◆ **Records shown**:

=======

//! ROE Common - Shared configuration, error types and logging for the ROE screener.
//!
//! This crate provides:
//! - Configuration types and loading
//! - Error types and handling utilities
//! - Logging setup

#![warn(clippy::all)]
#![allow(clippy::pedantic)]

pub mod config;
pub mod error;
pub mod logging;

pub use config::{
    BackoffConfig, BackoffKind, Config, EnrichmentConfig, FetchConfig, ObservabilityConfig,
    OutputConfig, QualityConfig, RouteRule, ScoringConfig, ScreenerConfig, SegmentConfig,
    SourcesConfig,
};
pub use error::{Error, Result};
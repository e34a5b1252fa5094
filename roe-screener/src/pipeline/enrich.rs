//! Concurrent market-multiple enrichment.
//!
//! Every instrument is probed under one or more exchange-qualified symbols
//! (`SH600519`, `SZ000001`, ...) until a quote with all four fields turns up.
//! One task per instrument runs in a `JoinSet`; a semaphore caps how many
//! probe at once.

use roe_common::config::{EnrichmentConfig, RouteRule};
use serde::Serialize;
use std::collections::HashMap;
use std::sync::Arc;
use std::time::Duration;
use tokio::sync::Semaphore;
use tokio::task::JoinSet;
use tracing::{debug, info, warn};

use crate::data::parse::{parse_metric, parse_text};
use crate::data::{fields, InstrumentId, QuoteItems, QuoteSource};

// ============================================================================
// Routing
// ============================================================================

/// Ordered prefix → exchange rules with a fallback list.
#[derive(Debug, Clone)]
pub struct RoutingTable {
    rules: Vec<RouteRule>,
    fallback: Vec<String>,
}

impl RoutingTable {
    pub fn new(rules: Vec<RouteRule>, fallback: Vec<String>) -> Self {
        Self { rules, fallback }
    }

    /// Exchanges to probe for `id`; the first matching rule wins.
    pub fn exchanges_for(&self, id: &InstrumentId) -> &[String] {
        self.rules
            .iter()
            .find(|rule| rule.prefixes.iter().any(|p| id.has_prefix(p)))
            .map(|rule| rule.exchanges.as_slice())
            .unwrap_or(&self.fallback)
    }

    /// Candidate symbols in probe order.
    pub fn candidates(&self, id: &InstrumentId) -> Vec<String> {
        self.exchanges_for(id)
            .iter()
            .map(|exchange| format!("{}{}", exchange, id))
            .collect()
    }
}

impl Default for RoutingTable {
    fn default() -> Self {
        Self::from(&EnrichmentConfig::default())
    }
}

impl From<&EnrichmentConfig> for RoutingTable {
    fn from(config: &EnrichmentConfig) -> Self {
        Self::new(config.routes.clone(), config.fallback_exchanges.clone())
    }
}

// ============================================================================
// Multiples
// ============================================================================

/// Market multiples of one instrument.
#[derive(Debug, Clone, Default, PartialEq, Serialize)]
pub struct Multiples {
    /// Dynamic P/E
    pub pe_ratio: Option<f64>,
    /// Dividend yield (%)
    pub dividend_yield: Option<f64>,
    /// P/B
    pub pb_ratio: Option<f64>,
    pub display_name: Option<String>,
    /// Exchange-qualified symbol that answered
    pub symbol: Option<String>,
}

impl Multiples {
    pub fn missing() -> Self {
        Self::default()
    }

    /// Parse quote items returned for `symbol`.
    pub fn from_items(symbol: &str, items: &QuoteItems) -> Self {
        Self {
            pe_ratio: parse_metric(items.get(fields::PE_RATIO)),
            dividend_yield: parse_metric(items.get(fields::DIVIDEND_YIELD)),
            pb_ratio: parse_metric(items.get(fields::PB_RATIO)),
            display_name: parse_text(items.get(fields::NAME)),
            symbol: Some(symbol.to_string()),
        }
    }

    /// All four fields present.
    pub fn is_complete(&self) -> bool {
        self.pe_ratio.is_some()
            && self.dividend_yield.is_some()
            && self.pb_ratio.is_some()
            && self.display_name.is_some()
    }
}

// ============================================================================
// Enricher
// ============================================================================

/// Probe pacing and concurrency.
#[derive(Debug, Clone)]
pub struct EnricherSettings {
    pub workers: usize,
    pub probe_pause: Duration,
    /// Extra passes over the candidate list after a failed pass
    pub reprobe_rounds: u32,
    pub no_reprobe_prefixes: Vec<String>,
}

impl Default for EnricherSettings {
    fn default() -> Self {
        Self::from(&EnrichmentConfig::default())
    }
}

impl From<&EnrichmentConfig> for EnricherSettings {
    fn from(config: &EnrichmentConfig) -> Self {
        Self {
            workers: config.workers,
            probe_pause: Duration::from_millis(config.probe_pause_ms),
            reprobe_rounds: config.reprobe_rounds,
            no_reprobe_prefixes: config.no_reprobe_prefixes.clone(),
        }
    }
}

impl EnricherSettings {
    /// Number of passes over the candidate list for `id`.
    fn passes_for(&self, id: &InstrumentId) -> u32 {
        if self.no_reprobe_prefixes.iter().any(|p| id.has_prefix(p)) {
            1
        } else {
            1 + self.reprobe_rounds
        }
    }
}

/// Looks up market multiples for a batch of instruments.
pub struct MultipleEnricher {
    source: Arc<dyn QuoteSource>,
    routing: RoutingTable,
    settings: EnricherSettings,
}

impl MultipleEnricher {
    pub fn new(
        source: Arc<dyn QuoteSource>,
        routing: RoutingTable,
        settings: EnricherSettings,
    ) -> Self {
        Self {
            source,
            routing,
            settings,
        }
    }

    /// Enrich every id. Failures yield [`Multiples::missing`]; a panicked
    /// task leaves its instrument out of the map.
    pub async fn enrich<I>(&self, ids: I) -> HashMap<InstrumentId, Multiples>
    where
        I: IntoIterator<Item = InstrumentId>,
    {
        let semaphore = Arc::new(Semaphore::new(self.settings.workers.max(1)));
        let mut tasks = JoinSet::new();

        for id in ids {
            let source = Arc::clone(&self.source);
            let semaphore = Arc::clone(&semaphore);
            let candidates = self.routing.candidates(&id);
            let passes = self.settings.passes_for(&id);
            let pause = self.settings.probe_pause;

            tasks.spawn(async move {
                let Ok(_permit) = semaphore.acquire_owned().await else {
                    return (id, Multiples::missing());
                };
                let multiples = probe(source.as_ref(), &id, &candidates, passes, pause).await;
                (id, multiples)
            });
        }

        let mut results = HashMap::with_capacity(tasks.len());
        while let Some(joined) = tasks.join_next().await {
            match joined {
                Ok((id, multiples)) => {
                    results.insert(id, multiples);
                }
                Err(e) => warn!(error = %e, "Enrichment task failed"),
            }
        }

        let complete = results.values().filter(|m| m.is_complete()).count();
        info!(
            source = self.source.name(),
            total = results.len(),
            complete,
            missing = results.len() - complete,
            "Market multiples enrichment complete"
        );
        results
    }
}

/// Walk the candidate list `passes` times; the first complete quote wins.
async fn probe(
    source: &dyn QuoteSource,
    id: &InstrumentId,
    candidates: &[String],
    passes: u32,
    pause: Duration,
) -> Multiples {
    let mut probes = 0u32;
    for pass in 0..passes {
        for symbol in candidates {
            if probes > 0 && !pause.is_zero() {
                tokio::time::sleep(pause).await;
            }
            probes += 1;

            match source.quote(symbol).await {
                Ok(items) => {
                    let multiples = Multiples::from_items(symbol, &items);
                    if multiples.is_complete() {
                        debug!(instrument = %id, symbol = %symbol, pass, "Quote accepted");
                        return multiples;
                    }
                    debug!(instrument = %id, symbol = %symbol, "Quote incomplete");
                }
                Err(e) => debug!(instrument = %id, symbol = %symbol, error = %e, "Quote failed"),
            }
        }
    }

    debug!(instrument = %id, probes, "No complete quote");
    Multiples::missing()
}

#[cfg(test)]
mod tests {
    use super::*;
    use crate::data::ProviderError;
    use async_trait::async_trait;
    use serde_json::json;
    use std::sync::atomic::{AtomicUsize, Ordering};
    use std::sync::Mutex;

    /// Answers only for the listed symbols and records every call.
    struct ScriptedQuotes {
        answers: HashMap<String, QuoteItems>,
        calls: Mutex<Vec<String>>,
    }

    impl ScriptedQuotes {
        fn new(answers: &[(&str, QuoteItems)]) -> Self {
            Self {
                answers: answers
                    .iter()
                    .map(|(s, items)| (s.to_string(), items.clone()))
                    .collect(),
                calls: Mutex::new(Vec::new()),
            }
        }

        fn calls(&self) -> Vec<String> {
            self.calls.lock().unwrap().clone()
        }
    }

    #[async_trait]
    impl QuoteSource for ScriptedQuotes {
        fn name(&self) -> &'static str {
            "scripted"
        }

        async fn quote(&self, symbol: &str) -> Result<QuoteItems, ProviderError> {
            self.calls.lock().unwrap().push(symbol.to_string());
            self.answers
                .get(symbol)
                .cloned()
                .ok_or_else(|| ProviderError::DataNotAvailable(symbol.to_string()))
        }
    }

    /// Slow source that tracks how many quotes are in flight.
    struct SlowQuotes {
        delay: Duration,
        in_flight: AtomicUsize,
        peak: AtomicUsize,
    }

    impl SlowQuotes {
        fn new(delay: Duration) -> Self {
            Self {
                delay,
                in_flight: AtomicUsize::new(0),
                peak: AtomicUsize::new(0),
            }
        }
    }

    #[async_trait]
    impl QuoteSource for SlowQuotes {
        fn name(&self) -> &'static str {
            "slow"
        }

        async fn quote(&self, _symbol: &str) -> Result<QuoteItems, ProviderError> {
            let now = self.in_flight.fetch_add(1, Ordering::SeqCst) + 1;
            self.peak.fetch_max(now, Ordering::SeqCst);
            tokio::time::sleep(self.delay).await;
            self.in_flight.fetch_sub(1, Ordering::SeqCst);
            Ok(full_quote())
        }
    }

    fn full_quote() -> QuoteItems {
        let mut items = QuoteItems::new();
        items.insert(fields::PE_RATIO.into(), json!(12.0));
        items.insert(fields::DIVIDEND_YIELD.into(), json!("3.1"));
        items.insert(fields::PB_RATIO.into(), json!(1.5));
        items.insert(fields::NAME.into(), json!("平安银行"));
        items
    }

    fn settings(reprobe_rounds: u32) -> EnricherSettings {
        EnricherSettings {
            workers: 4,
            probe_pause: Duration::from_millis(100),
            reprobe_rounds,
            no_reprobe_prefixes: vec!["8".into()],
        }
    }

    #[test]
    fn test_routing_defaults() {
        let table = RoutingTable::default();
        assert_eq!(
            table.candidates(&"600519".into()),
            vec!["SH600519", "SZ600519"]
        );
        assert_eq!(
            table.candidates(&"000001".into()),
            vec!["SZ000001", "SH000001"]
        );
        assert_eq!(
            table.candidates(&"300750".into()),
            vec!["SZ300750", "SH300750"]
        );
        assert_eq!(
            table.candidates(&"830799".into()),
            vec!["BJ830799", "SZ830799", "SH830799"]
        );
        assert_eq!(
            table.candidates(&"430047".into()),
            vec!["SH430047", "SZ430047", "BJ430047"]
        );
        assert_eq!(
            table.candidates(&"700001".into()),
            vec!["SH700001", "SZ700001", "BJ700001"]
        );
    }

    #[test]
    fn test_multiples_from_placeholder_items() {
        let mut items = full_quote();
        items.insert(fields::PB_RATIO.into(), json!("--"));
        let m = Multiples::from_items("SZ000001", &items);
        assert_eq!(m.pb_ratio, None);
        assert!(!m.is_complete());
    }

    #[tokio::test(start_paused = true)]
    async fn test_second_candidate_wins() {
        let source = Arc::new(ScriptedQuotes::new(&[("SH000001", full_quote())]));
        let enricher = MultipleEnricher::new(source.clone(), RoutingTable::default(), settings(0));

        let out = enricher.enrich(vec![InstrumentId::from("000001")]).await;
        let m = &out[&InstrumentId::from("000001")];
        assert!(m.is_complete());
        assert_eq!(m.symbol.as_deref(), Some("SH000001"));
        assert_eq!(source.calls(), vec!["SZ000001", "SH000001"]);
    }

    #[tokio::test(start_paused = true)]
    async fn test_reprobe_rounds() {
        let source = Arc::new(ScriptedQuotes::new(&[]));
        let enricher = MultipleEnricher::new(source.clone(), RoutingTable::default(), settings(3));

        let out = enricher.enrich(vec![InstrumentId::from("600000")]).await;
        assert_eq!(out[&InstrumentId::from("600000")], Multiples::missing());
        // two candidates, four passes
        assert_eq!(source.calls().len(), 8);
    }

    #[tokio::test(start_paused = true)]
    async fn test_no_reprobe_prefix() {
        let source = Arc::new(ScriptedQuotes::new(&[]));
        let enricher = MultipleEnricher::new(source.clone(), RoutingTable::default(), settings(3));

        enricher.enrich(vec![InstrumentId::from("830799")]).await;
        assert_eq!(source.calls().len(), 3);
    }

    #[tokio::test(start_paused = true)]
    async fn test_every_id_gets_an_entry() {
        let source = Arc::new(ScriptedQuotes::new(&[("SZ000001", full_quote())]));
        let enricher = MultipleEnricher::new(source, RoutingTable::default(), settings(0));

        let ids: Vec<InstrumentId> = ["000001", "000002", "600000"]
            .iter()
            .map(|s| InstrumentId::from(*s))
            .collect();
        let out = enricher.enrich(ids).await;
        assert_eq!(out.len(), 3);
        assert!(out[&InstrumentId::from("000001")].is_complete());
        assert!(!out[&InstrumentId::from("000002")].is_complete());
    }

    #[tokio::test(start_paused = true)]
    async fn test_in_flight_requests_bounded_by_workers() {
        let source = Arc::new(SlowQuotes::new(Duration::from_millis(50)));
        let narrow = EnricherSettings {
            workers: 3,
            ..settings(0)
        };
        let enricher = MultipleEnricher::new(source.clone(), RoutingTable::default(), narrow);

        let ids: Vec<InstrumentId> = (0..30)
            .map(|n| InstrumentId::new(format!("{:06}", n + 1)))
            .collect();
        let out = enricher.enrich(ids).await;

        assert_eq!(out.len(), 30);
        assert!(out.values().all(Multiples::is_complete));
        assert_eq!(source.peak.load(Ordering::SeqCst), 3);
        assert_eq!(source.in_flight.load(Ordering::SeqCst), 0);
    }

    #[tokio::test(start_paused = true)]
    async fn test_pause_between_consecutive_requests() {
        let source = Arc::new(ScriptedQuotes::new(&[]));
        let enricher = MultipleEnricher::new(source.clone(), RoutingTable::default(), settings(3));

        let start = tokio::time::Instant::now();
        enricher.enrich(vec![InstrumentId::from("600000")]).await;

        // eight requests, seven pauses of 100 ms
        assert_eq!(source.calls().len(), 8);
        assert_eq!(start.elapsed(), Duration::from_millis(700));
    }

    #[tokio::test(start_paused = true)]
    async fn test_first_request_is_not_delayed() {
        let source = Arc::new(ScriptedQuotes::new(&[("SH600000", full_quote())]));
        let enricher = MultipleEnricher::new(source, RoutingTable::default(), settings(3));

        let start = tokio::time::Instant::now();
        let out = enricher.enrich(vec![InstrumentId::from("600000")]).await;

        assert!(out[&InstrumentId::from("600000")].is_complete());
        assert_eq!(start.elapsed(), Duration::ZERO);
    }
}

=======

◆ **Instructions to follow**:
Return the line where "assert_eq!(source.peak.load(Ordering::SeqCst), 3);" appears, then every line after it to the end of the listing, all exactly as written.

◆ **Written answer**:
        assert_eq!(source.peak.load(Ordering::SeqCst), 3);
        assert_eq!(source.in_flight.load(Ordering::SeqCst), 0);
    }

    #[tokio::test(start_paused = true)]
    async fn test_pause_between_consecutive_requests() {
        let source = Arc::new(ScriptedQuotes::new(&[]));
        let enricher = MultipleEnricher::new(source.clone(), RoutingTable::default(), settings(3));

        let start = tokio::time::Instant::now();
        enricher.enrich(vec![InstrumentId::from("600000")]).await;

        // eight requests, seven pauses of 100 ms
        assert_eq!(source.calls().len(), 8);
        assert_eq!(start.elapsed(), Duration::from_millis(700));
    }

    #[tokio::test(start_paused = true)]
    async fn test_first_request_is_not_delayed() {
        let source = Arc::new(ScriptedQuotes::new(&[("SH600000", full_quote())]));
        let enricher = MultipleEnricher::new(source, RoutingTable::default(), settings(3));

        let start = tokio::time::Instant::now();
        let out = enricher.enrich(vec![InstrumentId::from("600000")]).await;

        assert!(out[&InstrumentId::from("600000")].is_complete());
        assert_eq!(start.elapsed(), Duration::ZERO);
    }
}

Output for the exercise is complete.